Stuart Tucker, a retired high school biology teacher, grew up in Cleveland. Anita Tucker, although born in London, grew up in Brooklyn. Together they made aliyah (Hebrew for “immigrating to Israel”) to Beersheva in 1969.

Looking for a new challenge, they moved in 1979 to the area now in Gaza, which became known as Gush Katif. The local Arabs from Khan Yunis who were to be their neighbors met them with the traditional greeting of bread and salt, but informed them the land they were settling was known locally as El Gerara, the Cursed Land.

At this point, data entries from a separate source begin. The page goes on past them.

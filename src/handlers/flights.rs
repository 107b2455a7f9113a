use axum::{
    extract::{Query, State},
    Json,
};
use chrono::Utc;
use sea_orm::prelude::DateTimeWithTimeZone;
use serde::{Deserialize, Serialize};

use crate::catalog::DbCatalog;
use crate::entities::flight;
use crate::error::AppResult;
use crate::search::{self, SearchQuery};
use crate::AppState;

#[derive(Debug, Deserialize)]
pub struct SearchParams {
    pub departure: String,
    pub arrival: String,
    pub datetime: String,
}

#[derive(Debug, Serialize)]
#[serde(rename_all = "camelCase")]
pub struct LegResponse {
    pub flight_id: i32,
    pub departure: String,
    pub arrival: String,
    pub departure_time: DateTimeWithTimeZone,
    pub arrival_time: DateTimeWithTimeZone,
}

impl From<flight::Model> for LegResponse {
    fn from(flight: flight::Model) -> Self {
        Self {
            flight_id: flight.id,
            departure: flight.departure,
            arrival: flight.arrival,
            departure_time: flight.departure_time,
            arrival_time: flight.arrival_time,
        }
    }
}

/// Search multi-leg itineraries between two locations
pub async fn search(
    State(state): State<AppState>,
    Query(params): Query<SearchParams>,
) -> AppResult<Json<Vec<Vec<LegResponse>>>> {
    tracing::info!(
        departure = %params.departure,
        arrival = %params.arrival,
        datetime = %params.datetime,
        "Received search request"
    );

    let query = SearchQuery::parse(
        &params.departure,
        &params.arrival,
        &params.datetime,
        Utc::now().fixed_offset(),
    )?;

    let catalog = DbCatalog::new(state.db.clone());
    let itineraries = search::search(&catalog, &query).await?;
    tracing::info!("Found {} itineraries matching the criteria", itineraries.len());

    Ok(Json(
        itineraries
            .into_iter()
            .map(|path| path.into_iter().map(LegResponse::from).collect())
            .collect(),
    ))
}
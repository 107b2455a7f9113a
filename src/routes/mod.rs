use axum::{
    middleware,
    routing::{get, post},
    Router,
};

use crate::handlers::{bookings, flights};
use crate::middleware::rate_limit::{create_public_governor, log_request};
use crate::AppState;

pub fn create_router(state: AppState) -> Router {
    // All routes are public; rate limiting is per client IP
    let public_governor = create_public_governor();

    Router::new()
        // Flight search
        .route("/api/flights/search", get(flights::search))
        // Bookings
        .route("/api/bookings", post(bookings::create))
        // Flight capacity
        .route("/api/flights/{flight_id}/capacity", get(bookings::flight_capacity))
        .route("/api/flights/{flight_id}/is-full", get(bookings::is_flight_full))
        .route(
            "/api/flights/{flight_id}/available-seats",
            get(bookings::available_seats),
        )
        .route(
            "/api/flights/{flight_id}/booked-seats",
            get(bookings::booked_seats),
        )
        .route(
            "/api/flights/{flight_id}/suggest-seat",
            get(bookings::suggest_seat),
        )
        .layer(middleware::from_fn(log_request))
        .layer(public_governor)
        .with_state(state)
}
use sea_orm::{Database, DatabaseConnection};

use crate::config::Config;
use crate::error::{AppError, AppResult};

pub async fn connect(config: &Config) -> AppResult<DatabaseConnection> {
    Database::connect(&config.database_url)
        .await
        .map_err(|e| AppError::Internal(format!("Failed to connect to database: {}", e)))
}
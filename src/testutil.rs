//! In-memory catalog and booking store fixtures shared across tests.

use std::sync::{Arc, Mutex};

use chrono::{TimeZone, Utc};
use sea_orm::prelude::DateTimeWithTimeZone;

use crate::catalog::FlightCatalog;
use crate::entities::{booking, flight};
use crate::error::{AppError, AppResult};
use crate::inventory::{BookingCandidate, BookingStore};

/// An instant on the fixture day (2099-06-01, UTC).
pub fn fixture_instant(hour: u32, minute: u32) -> DateTimeWithTimeZone {
    Utc.with_ymd_and_hms(2099, 6, 1, hour, minute, 0)
        .unwrap()
        .fixed_offset()
}

pub fn fixture_flight(
    id: i32,
    departure: &str,
    arrival: &str,
    departure_time: DateTimeWithTimeZone,
    arrival_time: DateTimeWithTimeZone,
) -> flight::Model {
    flight::Model {
        id,
        departure: departure.to_string(),
        arrival: arrival.to_string(),
        departure_time,
        arrival_time,
    }
}

/// A catalog holding flight 1, AMS -> LON, for snapshot tests.
pub fn fixture_catalog() -> MemoryCatalog {
    MemoryCatalog::new(vec![fixture_flight(
        1,
        "AMS",
        "LON",
        fixture_instant(8, 0),
        fixture_instant(10, 0),
    )])
}

/// A valid booking candidate for the given seat.
pub fn candidate(flight_id: i32, seat_number: &str) -> BookingCandidate {
    BookingCandidate {
        flight_id,
        seat_number: seat_number.to_string(),
        price: 199.99,
        luggage: true,
        meal: false,
        fare_class: "ECONOMY".to_string(),
        customer_email: "jane@example.com".to_string(),
        customer_name: Some("Jane Doe".to_string()),
        paid: Some(true),
    }
}

pub struct MemoryCatalog {
    flights: Vec<flight::Model>,
}

impl MemoryCatalog {
    pub fn new(flights: Vec<flight::Model>) -> Self {
        Self { flights }
    }
}

impl FlightCatalog for MemoryCatalog {
    async fn flights_departing_from(
        &self,
        location: &str,
        not_before: DateTimeWithTimeZone,
    ) -> AppResult<Vec<flight::Model>> {
        Ok(self
            .flights
            .iter()
            .filter(|f| f.departure.eq_ignore_ascii_case(location))
            .filter(|f| f.departure_time >= not_before)
            .cloned()
            .collect())
    }

    async fn flight_by_id(&self, id: i32) -> AppResult<flight::Model> {
        self.flights
            .iter()
            .find(|f| f.id == id)
            .cloned()
            .ok_or(AppError::FlightNotFound(id))
    }
}

/// Booking store holding bookings behind a mutex. The lock makes the
/// check-and-insert in `reserve` atomic, mirroring what the transactional
/// store guarantees through its unique index.
#[derive(Clone, Default)]
pub struct MemoryStore {
    bookings: Arc<Mutex<Vec<booking::Model>>>,
}

impl BookingStore for MemoryStore {
    async fn booked_seats(&self, flight_id: i32) -> AppResult<Vec<String>> {
        let bookings = self.bookings.lock().unwrap();
        Ok(bookings
            .iter()
            .filter(|b| b.flight_id == flight_id)
            .map(|b| b.seat_number.clone())
            .collect())
    }

    async fn reserve(&self, candidate: &BookingCandidate) -> AppResult<booking::Model> {
        let mut bookings = self.bookings.lock().unwrap();

        let taken = bookings
            .iter()
            .any(|b| b.flight_id == candidate.flight_id && b.seat_number == candidate.seat_number);
        if taken {
            return Err(AppError::SeatNotAvailable(format!(
                "Seat {} on flight {} is taken",
                candidate.seat_number, candidate.flight_id
            )));
        }

        let booked = booking::Model {
            id: bookings.len() as i32 + 1,
            flight_id: candidate.flight_id,
            seat_number: candidate.seat_number.clone(),
            price: candidate.price,
            luggage: candidate.luggage,
            meal: candidate.meal,
            fare_class: candidate.fare_class.clone(),
            customer_email: candidate.customer_email.clone(),
            customer_name: candidate.customer_name.clone(),
            paid: candidate.paid,
            created_at: fixture_instant(0, 0),
        };
        bookings.push(booked.clone());
        Ok(booked)
    }
}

The reason for the name was that the soil was practically pure sand, with precious little fresh water, and it was impossible to grow anything on it.

Anita, whose professional credentials included teaching in a seminary, was up to the challenge. Several technical innovations were used to creatively optimize agricultural possibilities. Greenhouses were erected. Drip irrigation hoses, developed in Israel in 1959 and now used worldwide, were maintained to keep roots properly hydrated. Additionally, sensors tracked the nutrient level necessary for proper plant growth.

Already in their first year, Anita was growing tomatoes for export on her original 1-acre plot, which grew over time to a full 5 acres.

Using these cultivation innovations, Anita increased her cultivated offerings to include cucumbers, cherry tomatoes and cantaloupes in addition to numerous flower varieties, such as wax flowers (Chamelaucium ciliatum) and baby’s breath (Gypsophila). All of these were grown for export to Europe.